STATISTICS CANADA — Total investment in building construction increased 6.3% to $19.9 billion. Residential construction investment performed strongly in April, rising for a 12th consecutive month. In contrast, non-residential construction has not fully returned to pre-COVID-19 levels. However, it increased by 0.9% this month.
On a constant dollar basis (2012=100), investment in building construction was up 5.8% to $15.3 billion in April.
Residential construction reported an 8.1% gain, bringing total investment to $15.3 billion in April.
Investment for single-family homes was up 8.9%, as all provinces except Nova Scotia posted increases. Ontario accounted for the majority of the growth (+12.8%), driven by renovation projects in the census metropolitan area (CMA) of Toronto and new construction in the CMA of Hamilton. Prince Edward Island reached a record high in this component, surging 84.0% to $101 million, mainly attributable to renovation projects in the province.
Multi-unit construction rose 7.2% to $6.7 billion in April. Quebec posted the largest increase, with high-value projects such as an apartment building in the city of Lévis contributing to its 12.0% jump to $1.8 billion. British Columbia also reported notable growth, up 8.2% to $1.3 billion.
Investment in residential building construction, April 2021
Non-residential construction investment advanced 0.9% to $4.6 billion in April, continuing to post small gains for the fifth consecutive month.

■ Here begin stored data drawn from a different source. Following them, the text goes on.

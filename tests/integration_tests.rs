//! Integration tests for Folder Launcher
//!
//! Scans real temporary folders, resolves synthesized shortcuts and launches
//! the results through a recording backend.

#![allow(clippy::unwrap_used)]

mod common;

use common::{RecordingBackend, Shortcut, touch};
use folder_launcher::{
    LauncherError,
    error::get_user_friendly_error,
    launcher::{LaunchOutcome, Launcher},
    scanner::{Category, FileDescriptor, MediaKind, ScanOptions, scan_folder},
    session::{CategoryFilter, ItemId, Session},
};
use std::path::PathBuf;
use tempfile::TempDir;

fn sorted_paths(descriptors: &[FileDescriptor]) -> Vec<PathBuf> {
    let mut paths: Vec<PathBuf> = descriptors.iter().map(|d| d.source_path.clone()).collect();
    paths.sort();
    paths
}

#[test]
fn test_application_starts_process_without_arguments() {
    let dir = TempDir::new().unwrap();
    let exe = touch(dir.path(), "game.exe");

    let report = scan_folder(dir.path(), &ScanOptions::default()).unwrap();
    assert_eq!(report.descriptors.len(), 1);
    let descriptor = &report.descriptors[0];
    assert_eq!(descriptor.category, Category::Application);
    assert_eq!(descriptor.display_name, "game");

    let mut launcher = Launcher::new(RecordingBackend::default());
    let outcome = launcher.launch(descriptor).unwrap();

    assert!(matches!(outcome, LaunchOutcome::Spawned { .. }));
    let backend = launcher.backend();
    assert_eq!(backend.spawned.len(), 1);
    assert_eq!(backend.spawned[0].program, exe);
    assert!(backend.spawned[0].arguments.is_empty());
    assert!(backend.opened.is_empty());
}

#[test]
fn test_media_opens_with_default_handler() {
    let dir = TempDir::new().unwrap();
    let photo = touch(dir.path(), "photo.jpg");

    let report = scan_folder(dir.path(), &ScanOptions::default()).unwrap();
    assert_eq!(report.descriptors.len(), 1);
    assert_eq!(
        report.descriptors[0].category,
        Category::Media(MediaKind::Image)
    );

    let mut launcher = Launcher::new(RecordingBackend::default());
    launcher.launch(&report.descriptors[0]).unwrap();

    assert_eq!(launcher.backend().opened, vec![photo]);
    assert!(launcher.backend().spawned.is_empty());
}

#[test]
fn test_media_deleted_after_scan_is_not_opened() {
    let dir = TempDir::new().unwrap();
    let photo = touch(dir.path(), "photo.jpg");

    let report = scan_folder(dir.path(), &ScanOptions::default()).unwrap();
    std::fs::remove_file(&photo).unwrap();

    let mut launcher = Launcher::new(RecordingBackend::default());
    let err = launcher.launch(&report.descriptors[0]).unwrap_err();

    assert!(matches!(err, LauncherError::TargetMissing(ref p) if *p == photo));
    assert!(launcher.backend().opened.is_empty());
}

#[test]
fn test_shortcut_starts_its_target() {
    let dir = TempDir::new().unwrap();
    Shortcut {
        target: Some(r"C:\Apps\app.exe"),
        description: Some("MyApp"),
        ..Shortcut::default()
    }
    .write_to(dir.path(), "app.lnk");

    let report = scan_folder(dir.path(), &ScanOptions::default()).unwrap();
    assert_eq!(report.descriptors.len(), 1);
    let descriptor = &report.descriptors[0];
    assert_eq!(descriptor.category, Category::Shortcut);
    assert!(!descriptor.is_store_app());
    let shortcut = descriptor.shortcut.as_ref().unwrap();
    assert_eq!(shortcut.description, "MyApp");
    assert_eq!(
        shortcut.target_path.as_deref(),
        Some(PathBuf::from(r"C:\Apps\app.exe").as_path())
    );

    let backend = RecordingBackend::default().pretend_executable(r"C:\Apps\app.exe");
    let mut launcher = Launcher::new(backend);
    launcher.launch(descriptor).unwrap();

    assert_eq!(launcher.backend().spawned.len(), 1);
    assert_eq!(
        launcher.backend().spawned[0].program,
        PathBuf::from(r"C:\Apps\app.exe")
    );
    assert_eq!(
        launcher
            .registry()
            .get(&PathBuf::from(r"C:\Apps\app.exe"))
            .map(|r| r.count),
        Some(1)
    );
}

#[test]
fn test_store_shortcut_is_refused() {
    let dir = TempDir::new().unwrap();
    Shortcut {
        description: Some("App.Name!12345"),
        ..Shortcut::default()
    }
    .write_to(dir.path(), "store.lnk");

    let report = scan_folder(dir.path(), &ScanOptions::default()).unwrap();
    assert_eq!(report.descriptors.len(), 1);
    assert!(report.descriptors[0].is_store_app());
    assert_eq!(report.descriptors[0].kind_label(), "store");

    let mut launcher = Launcher::new(RecordingBackend::default());
    let err = launcher.launch(&report.descriptors[0]).unwrap_err();

    assert!(matches!(err, LauncherError::StoreAppUnsupported(_)));
    assert!(launcher.backend().spawned.is_empty());
    assert!(launcher.backend().opened.is_empty());
    assert!(launcher.registry().is_empty());
}

#[test]
fn test_missing_folder_is_an_error() {
    let dir = TempDir::new().unwrap();
    let missing = dir.path().join("does-not-exist");

    let err = scan_folder(&missing, &ScanOptions::default()).unwrap_err();
    assert!(matches!(err, LauncherError::FolderNotFound(ref p) if *p == missing));
    assert!(get_user_friendly_error(&err).contains("does-not-exist"));
}

#[test]
fn test_flat_scan_counts_only_launchable_files() {
    let dir = TempDir::new().unwrap();
    for name in ["a.exe", "b.EXE", "c.exe"] {
        touch(dir.path(), name);
    }
    for name in ["d.jpg", "e.PNG", "f.mkv", "g.mov"] {
        touch(dir.path(), name);
    }
    for name in ["notes.txt", "readme", "archive.zip", "song.mp3"] {
        touch(dir.path(), name);
    }
    touch(dir.path(), "nested/deep.exe");

    let report = scan_folder(dir.path(), &ScanOptions::default()).unwrap();
    assert_eq!(report.descriptors.len(), 3 + 4);
    assert!(report.skipped.is_empty());
}

#[test]
fn test_recursive_scan_finds_files_at_every_depth() {
    let dir = TempDir::new().unwrap();
    touch(dir.path(), "top.exe");
    touch(dir.path(), "one/mid.exe");
    touch(dir.path(), "one/two/low.gif");
    touch(dir.path(), "one/two/three/clip.mp4");
    touch(dir.path(), "one/two/three/ignored.doc");

    let options = ScanOptions {
        recursive: true,
        ..ScanOptions::default()
    };
    let report = scan_folder(dir.path(), &options).unwrap();

    let names: Vec<&str> = report
        .descriptors
        .iter()
        .map(|d| d.display_name.as_str())
        .collect();
    assert_eq!(report.descriptors.len(), 4);
    for expected in ["top", "mid", "low", "clip"] {
        assert!(names.contains(&expected), "missing {expected}");
    }
}

#[test]
fn test_audio_is_opt_in() {
    let dir = TempDir::new().unwrap();
    touch(dir.path(), "song.mp3");
    touch(dir.path(), "voice.WAV");

    let report = scan_folder(dir.path(), &ScanOptions::default()).unwrap();
    assert!(report.is_empty());

    let options = ScanOptions {
        include_audio: true,
        ..ScanOptions::default()
    };
    let report = scan_folder(dir.path(), &options).unwrap();
    assert_eq!(report.descriptors.len(), 2);
    assert!(
        report
            .descriptors
            .iter()
            .all(|d| d.category == Category::Media(MediaKind::Audio))
    );
}

#[test]
fn test_scanning_twice_is_idempotent() {
    let dir = TempDir::new().unwrap();
    touch(dir.path(), "x.exe");
    touch(dir.path(), "y.jpeg");
    Shortcut {
        target: Some(r"C:\Tools\tool.exe"),
        ..Shortcut::default()
    }
    .write_to(dir.path(), "tool.lnk");

    let first = scan_folder(dir.path(), &ScanOptions::default()).unwrap();
    let second = scan_folder(dir.path(), &ScanOptions::default()).unwrap();

    assert_eq!(
        sorted_paths(&first.descriptors),
        sorted_paths(&second.descriptors)
    );
    let mut a = first.descriptors.clone();
    let mut b = second.descriptors.clone();
    a.sort_by(|l, r| l.source_path.cmp(&r.source_path));
    b.sort_by(|l, r| l.source_path.cmp(&r.source_path));
    assert_eq!(a, b);
}

#[test]
fn test_missing_shortcut_target_fails_at_launch() {
    let dir = TempDir::new().unwrap();
    let gone = dir.path().join("gone.exe");
    Shortcut {
        target: Some(gone.to_str().unwrap()),
        description: Some("Gone"),
        ..Shortcut::default()
    }
    .write_to(dir.path(), "gone.lnk");

    let report = scan_folder(dir.path(), &ScanOptions::default()).unwrap();
    assert_eq!(report.descriptors.len(), 1);
    assert!(report.skipped.is_empty());

    let mut launcher = Launcher::new(RecordingBackend::default());
    let err = launcher.launch(&report.descriptors[0]).unwrap_err();

    assert!(matches!(err, LauncherError::TargetMissing(ref p) if *p == gone));
    assert!(launcher.backend().spawned.is_empty());
}

#[test]
fn test_corrupt_shortcut_is_skipped_and_reported() {
    let dir = TempDir::new().unwrap();
    std::fs::write(dir.path().join("broken.lnk"), b"not a shortcut").unwrap();
    touch(dir.path(), "fine.exe");

    let report = scan_folder(dir.path(), &ScanOptions::default()).unwrap();

    assert_eq!(report.descriptors.len(), 1);
    assert_eq!(report.descriptors[0].display_name, "fine");
    assert_eq!(report.skipped.len(), 1);
    assert!(report.skipped[0].0.ends_with("broken.lnk"));
    assert!(matches!(
        report.skipped[0].1,
        LauncherError::ShortcutResolution { .. }
    ));
}

#[test]
fn test_shortcut_to_document_opens_it() {
    let dir = TempDir::new().unwrap();
    let document = touch(dir.path(), "docs/manual.pdf");
    Shortcut {
        target: Some(document.to_str().unwrap()),
        ..Shortcut::default()
    }
    .write_to(dir.path(), "manual.lnk");

    let report = scan_folder(dir.path(), &ScanOptions::default()).unwrap();
    let mut launcher = Launcher::new(RecordingBackend::default());
    let outcome = launcher.launch(&report.descriptors[0]).unwrap();

    assert_eq!(outcome, LaunchOutcome::Opened { path: document });
    assert!(launcher.backend().spawned.is_empty());
}

#[test]
fn test_shortcut_arguments_and_working_directory_are_passed() {
    let dir = TempDir::new().unwrap();
    Shortcut {
        target: Some(r"C:\Editor\edit.exe"),
        arguments: Some("--new \"my file.txt\""),
        working_dir: Some(r"C:\Work"),
        ..Shortcut::default()
    }
    .write_to(dir.path(), "editor.lnk");

    let report = scan_folder(dir.path(), &ScanOptions::default()).unwrap();
    let backend = RecordingBackend::default().pretend_executable(r"C:\Editor\edit.exe");
    let mut launcher = Launcher::new(backend);
    launcher.launch(&report.descriptors[0]).unwrap();

    let request = &launcher.backend().spawned[0];
    assert_eq!(request.arguments, "--new \"my file.txt\"");
    assert_eq!(request.working_directory, Some(PathBuf::from(r"C:\Work")));
}

#[test]
fn test_session_filters_and_activates_by_id() {
    let dir = TempDir::new().unwrap();
    touch(dir.path(), "Zebra.exe");
    touch(dir.path(), "alpha.exe");
    touch(dir.path(), "beach.jpg");
    Shortcut {
        description: Some("Calc!App"),
        ..Shortcut::default()
    }
    .write_to(dir.path(), "calculator.lnk");

    let report = scan_folder(dir.path(), &ScanOptions::default()).unwrap();
    let mut session = Session::new(report.descriptors);
    assert_eq!(session.len(), 4);

    let names: Vec<&str> = session
        .visible()
        .map(|(_, d)| d.display_name.as_str())
        .collect();
    assert_eq!(names, ["alpha", "beach", "calculator", "Zebra"]);

    session.set_category(CategoryFilter::Apps);
    assert_eq!(session.visible().count(), 3);
    session.set_category(CategoryFilter::Links);
    assert_eq!(session.visible().count(), 0);
    session.set_category(CategoryFilter::All);

    session.set_filter("  ZEB ");
    let first = session.first_visible().unwrap();
    let mut launcher = Launcher::new(RecordingBackend::default());
    session.activate(first, &mut launcher).unwrap();
    assert!(launcher.backend().spawned[0].program.ends_with("Zebra.exe"));

    let err = session.activate(ItemId(99), &mut launcher).unwrap_err();
    assert!(matches!(err, LauncherError::UnknownItem(99)));
}
//! Style configuration loading
//!
//! Reads `%APPDATA%\FolderLauncher\style.json`. The file is optional and
//! never written by the application: a missing or unreadable file yields the
//! built-in defaults.

use crate::config::models::StyleConfig;
use crate::error::Result;
use std::path::{Path, PathBuf};
use tracing::{info, warn};

/// Directory name under `%APPDATA%` holding the style file and logs
pub const APP_DIR_NAME: &str = "FolderLauncher";

/// Style configuration manager
pub struct ConfigManager;

impl ConfigManager {
    /// Directory holding the style file and logs
    ///
    /// Returns: %APPDATA%\FolderLauncher (`.\FolderLauncher` when APPDATA is unset)
    pub fn get_app_dir() -> PathBuf {
        let appdata = std::env::var("APPDATA").unwrap_or_else(|_| ".".to_string());
        PathBuf::from(appdata).join(APP_DIR_NAME)
    }

    /// Get the path to the style file
    ///
    /// Returns: %APPDATA%\FolderLauncher\style.json
    pub fn get_config_path() -> PathBuf {
        Self::get_app_dir().join("style.json")
    }

    /// Load the style from its default location
    pub fn load() -> Result<StyleConfig> {
        Self::load_from(&Self::get_config_path())
    }

    /// Load the style from `path`
    ///
    /// If the file doesn't exist or is corrupt, returns the default style.
    /// Only a file that exists but cannot be read is an error.
    pub fn load_from(path: &Path) -> Result<StyleConfig> {
        if !path.exists() {
            info!(
                "Style file not found at {}, using defaults",
                path.display()
            );
            return Ok(StyleConfig::default());
        }

        let json = std::fs::read_to_string(path)?;

        match serde_json::from_str(&json) {
            Ok(style) => {
                info!("Style loaded from {}", path.display());
                Ok(style)
            }
            Err(e) => {
                warn!("Failed to parse style file, using defaults: {}", e);
                Ok(StyleConfig::default())
            }
        }
    }
}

Investment in institutional construction was up 1.4% to $1.2 billion. The largest increase was reported in Ontario (+2.7%), based on high-value construction projects such as the Michael Garron hospital in Toronto.
Industrial construction investment was up 1.8% to $847 million, with the help of major ongoing construction projects in the cities of Toronto and Montréal.
Five provinces posted increases in commercial investment, edging up 0.3% in April. Only Ontario and Prince Edward Island have exceeded pre-pandemic levels, with Prince Edward Island reaching a record high.